I don’t believe that we will not overcome it because the matter is in court and what is in court is a simple issue, whether the court has jurisdiction to entertain a matter concerning internal affairs of a political party. Once that is answered in the affirmative that they don’t have jurisdiction, the whole crisis will end.
A lot of hope was placed on the ADC and now the party, for whatever reason, is mired in crisis, while the APC remains firmly in power. Are you handing them an advantage?
If we let the parties to run and function, there will be opportunity to give them a run for that office. But we have a situation where things are put on the way of the partues, not only ADC, the PDP is also in court.

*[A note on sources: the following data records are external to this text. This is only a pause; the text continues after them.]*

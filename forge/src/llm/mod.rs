//! Model routing: tier selection per workflow step and one-shot provider
//! failover.
//!
//! The router never retries a provider on its own; repeated failure is
//! surfaced to the workflow step, which applies the engine's bounded retry
//! policy. At most one fallback attempt is made per call.

pub mod deepseek;
pub mod moonshot;
pub mod provider;
pub mod types;

use std::collections::BTreeMap;
use std::sync::Arc;

use tracing::{info, instrument, warn};

use crate::core::state::Step;
use provider::ModelProvider;
use types::{ChatMessage, CompletionRequest, CompletionResponse, ResponseFormat};

/// Model capability tier used to pick a model for a step.
#[derive(Debug, Clone, Copy, PartialEq, Eq)]
pub enum ModelTier {
    Fast,
    Reasoning,
}

/// Static step-to-tier mapping: code generation gets the reasoning tier,
/// everything else the fast tier.
pub fn tier_for_step(step: Step) -> ModelTier {
    match step {
        Step::Execute => ModelTier::Reasoning,
        Step::Plan | Step::Checklist | Step::Validate | Step::Summarize => ModelTier::Fast,
    }
}

/// Model identifiers a provider serves per tier.
#[derive(Debug, Clone)]
pub struct TierModels {
    pub fast: String,
    pub reasoning: String,
}

/// Per-call options for [`ModelRouter::complete`].
#[derive(Debug, Clone)]
pub struct CompleteOptions {
    /// Override the step-derived tier.
    pub tier: Option<ModelTier>,
    pub temperature: f32,
    pub max_tokens: u32,
    pub tools: Option<Vec<serde_json::Value>>,
    pub response_format: Option<ResponseFormat>,
    pub allow_fallback: bool,
}

impl Default for CompleteOptions {
    fn default() -> Self {
        Self {
            tier: None,
            temperature: 0.7,
            max_tokens: 4096,
            tools: None,
            response_format: None,
            allow_fallback: true,
        }
    }
}

/// A completion plus the provider/model that actually produced it, for
/// observability and cost tracking.
#[derive(Debug, Clone)]
pub struct CompletionOutcome {
    pub response: CompletionResponse,
    pub provider: String,
    pub model: String,
}

/// Routes completion requests to a primary provider with one-shot failover to
/// a configured fallback.
pub struct ModelRouter {
    primary: Arc<dyn ModelProvider>,
    fallback: Option<Arc<dyn ModelProvider>>,
    routes: BTreeMap<String, TierModels>,
}

impl ModelRouter {
    pub fn new(
        primary: Arc<dyn ModelProvider>,
        fallback: Option<Arc<dyn ModelProvider>>,
        routes: BTreeMap<String, TierModels>,
    ) -> Self {
        Self {
            primary,
            fallback,
            routes,
        }
    }

    pub fn providers(&self) -> Vec<&Arc<dyn ModelProvider>> {
        let mut providers = vec![&self.primary];
        if let Some(fallback) = &self.fallback {
            providers.push(fallback);
        }
        providers
    }

    fn model_for(&self, provider: &Arc<dyn ModelProvider>, tier: ModelTier) -> String {
        if let Some(models) = self.routes.get(provider.name()) {
            return match tier {
                ModelTier::Fast => models.fast.clone(),
                ModelTier::Reasoning => models.reasoning.clone(),
            };
        }
        provider
            .available_models()
            .into_iter()
            .next()
            .unwrap_or_default()
    }

    /// Route one completion request.
    ///
    /// Resolves the tier from the override or the step mapping, invokes the
    /// primary provider, and on an error-sentinel response invokes the
    /// fallback exactly once. Returns whichever response resulted along with
    /// the provider/model actually used.
    #[instrument(skip_all, fields(step = step.as_str()))]
    pub async fn complete(
        &self,
        messages: Vec<ChatMessage>,
        step: Step,
        opts: CompleteOptions,
    ) -> CompletionOutcome {
        let tier = opts.tier.unwrap_or_else(|| tier_for_step(step));
        let model = self.model_for(&self.primary, tier);
        info!(provider = self.primary.name(), model = %model, "routing completion");

        let request = CompletionRequest {
            model: model.clone(),
            messages,
            temperature: opts.temperature,
            max_tokens: opts.max_tokens,
            tools: opts.tools,
            response_format: opts.response_format,
        };
        let response = self.primary.complete(&request).await;

        if response.is_error()
            && opts.allow_fallback
            && let Some(fallback) = &self.fallback
        {
            warn!(
                primary = self.primary.name(),
                fallback = fallback.name(),
                "primary provider failed, trying fallback"
            );
            let fallback_model = self.model_for(fallback, tier);
            let fallback_request = CompletionRequest {
                model: fallback_model.clone(),
                ..request
            };
            let fallback_response = fallback.complete(&fallback_request).await;
            return CompletionOutcome {
                response: fallback_response,
                provider: fallback.name().to_string(),
                model: fallback_model,
            };
        }

        CompletionOutcome {
            response,
            provider: self.primary.name().to_string(),
            model,
        }
    }
}

#[cfg(test)]
mod tests {
    use super::*;
    use crate::test_support::{ScriptedProvider, json_content, routes_for};

    fn messages() -> Vec<ChatMessage> {
        vec![ChatMessage::user("hi")]
    }

    #[test]
    fn execute_routes_to_reasoning_tier() {
        assert_eq!(tier_for_step(Step::Execute), ModelTier::Reasoning);
        for step in [Step::Plan, Step::Checklist, Step::Validate, Step::Summarize] {
            assert_eq!(tier_for_step(step), ModelTier::Fast);
        }
    }

    #[tokio::test]
    async fn primary_success_uses_primary_identifiers() {
        let primary = Arc::new(ScriptedProvider::new(
            "alpha",
            vec![json_content(&serde_json::json!({"ok": true}))],
        ));
        let router = ModelRouter::new(
            primary,
            None,
            routes_for(&[("alpha", "alpha-fast", "alpha-deep")]),
        );

        let outcome = router
            .complete(messages(), Step::Plan, CompleteOptions::default())
            .await;
        assert!(!outcome.response.is_error());
        assert_eq!(outcome.provider, "alpha");
        assert_eq!(outcome.model, "alpha-fast");
    }

    /// Primary transport failure with fallback enabled: the fallback's
    /// response and identifiers come back, not the primary's.
    #[tokio::test]
    async fn failover_reports_fallback_identifiers() {
        let primary = Arc::new(ScriptedProvider::failing("alpha"));
        let fallback = Arc::new(ScriptedProvider::new(
            "beta",
            vec![json_content(&serde_json::json!({"ok": true}))],
        ));
        let router = ModelRouter::new(
            primary,
            Some(fallback),
            routes_for(&[
                ("alpha", "alpha-fast", "alpha-deep"),
                ("beta", "beta-fast", "beta-deep"),
            ]),
        );

        let outcome = router
            .complete(messages(), Step::Execute, CompleteOptions::default())
            .await;
        assert!(!outcome.response.is_error());
        assert_eq!(outcome.provider, "beta");
        assert_eq!(outcome.model, "beta-deep");
    }

    /// No more than one fallback attempt: when both providers fail the failed
    /// response is returned, attributed to the fallback.
    #[tokio::test]
    async fn both_failing_returns_failed_response() {
        let primary = Arc::new(ScriptedProvider::failing("alpha"));
        let fallback = Arc::new(ScriptedProvider::failing("beta"));
        let router = ModelRouter::new(
            primary.clone(),
            Some(fallback.clone()),
            routes_for(&[
                ("alpha", "alpha-fast", "alpha-deep"),
                ("beta", "beta-fast", "beta-deep"),
            ]),
        );

        let outcome = router
            .complete(messages(), Step::Plan, CompleteOptions::default())
            .await;
        assert!(outcome.response.is_error());
        assert_eq!(outcome.provider, "beta");
        assert_eq!(primary.calls(), 1);
        assert_eq!(fallback.calls(), 1);
    }

    #[tokio::test]
    async fn fallback_disabled_returns_primary_failure() {
        let primary = Arc::new(ScriptedProvider::failing("alpha"));
        let fallback = Arc::new(ScriptedProvider::new(
            "beta",
            vec![json_content(&serde_json::json!({"ok": true}))],
        ));
        let router = ModelRouter::new(
            primary,
            Some(fallback.clone()),
            routes_for(&[
                ("alpha", "alpha-fast", "alpha-deep"),
                ("beta", "beta-fast", "beta-deep"),
            ]),
        );

        let outcome = router
            .complete(
                messages(),
                Step::Plan,
                CompleteOptions {
                    allow_fallback: false,
                    ..CompleteOptions::default()
                },
            )
            .await;
        assert!(outcome.response.is_error());
        assert_eq!(outcome.provider, "alpha");
        assert_eq!(fallback.calls(), 0);
    }
}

Even though they think that they are stable, some people have been brushed aside, major groups of the party have been brushed aside. The matter is also in court and the group that is holding to the party today, they’re not preparing to contest the presidency against the ruling party.
Then it’s the same thing. The Labour Party, I have just read the other day that they are not going to field the candidate against the current president. So, it means that all the parties that you can go to and contest this election, they are all gagged. So, for the ADC, I strongly believe that we will cross the hurdle unless the laws of Nigeria do not mean anything again.
If the law says that no court in Nigeria shall have jurisdiction to entertain any matter or suit concerning internal affairs of a party, there’s no way that interference by the court will not be stopped, particularly as the apex court has ruled severally that courts have no business getting into political parties’ leadership. And now that we are before the Supreme Court, I don’t want to be pessimistic. Everybody says in Nigeria anything happens.
I don’t believe this one. I’m living and I’ll be alive to see it play out; to see how the Supreme Court will now change and confer jurisdiction on the high Court when their case laws and decisions have forbidden that. And the Electoral Act has forbidden that expressly. So, I’m not one of those who believe that anything is possible. I don’t think that this one will be possible. But where it happens, there must be a way to move on and that way to move on will come.
There are 19 registered political parties. Not all of them are active, but they are recognized. So, anybody who is serious to continue with the race, if this one is stopped, which would be a tragedy of very monumental proportions, can still move on. But I think that the whole thing that is important in all this will be to secure our democracy, so that it will have meaning that is given to it. Democracy is a government of the people, by the people and for the people.
And if the people are removed, because what I’m trying to see now is where the people will be denied a chance to say yes to the ruling party, to continue, or say no to them, that they want to try other people. If you foreclose that, then you don’t have democracy anymore. So, what will be agitating Nigerians will be, how do we protect this democracy? It’s not even about the presidential aspirants, what they want to be, because people are ambitious.
They want to be the people that hold the sovereignty, the power to create a government, and the power to remove a government. And if we don’t prepare the grounds for that to happen in Nigeria, it will be goodbye to democracy. So, that’s why I think the greatest thing that should concern us will be to ensure that the rule of law is upheld. If we uphold the rule of law, the seeming mess or the ongoing mess in the ADC leadership will not exist. The law will deal with it.
Then you go to the conduct of election itself. You can see that by the action of the electoral umpire, the chairman of INEC, in interpreting the status quo ante bellum, was wrong At least he’s a Senior Advocate of Nigeria. His colleagues in the bar have all disagreed with him. Senior lawyers in the bar have disagreed with him. For him to create the impression, it shows that where we are rushing to may not be an easy place to go to.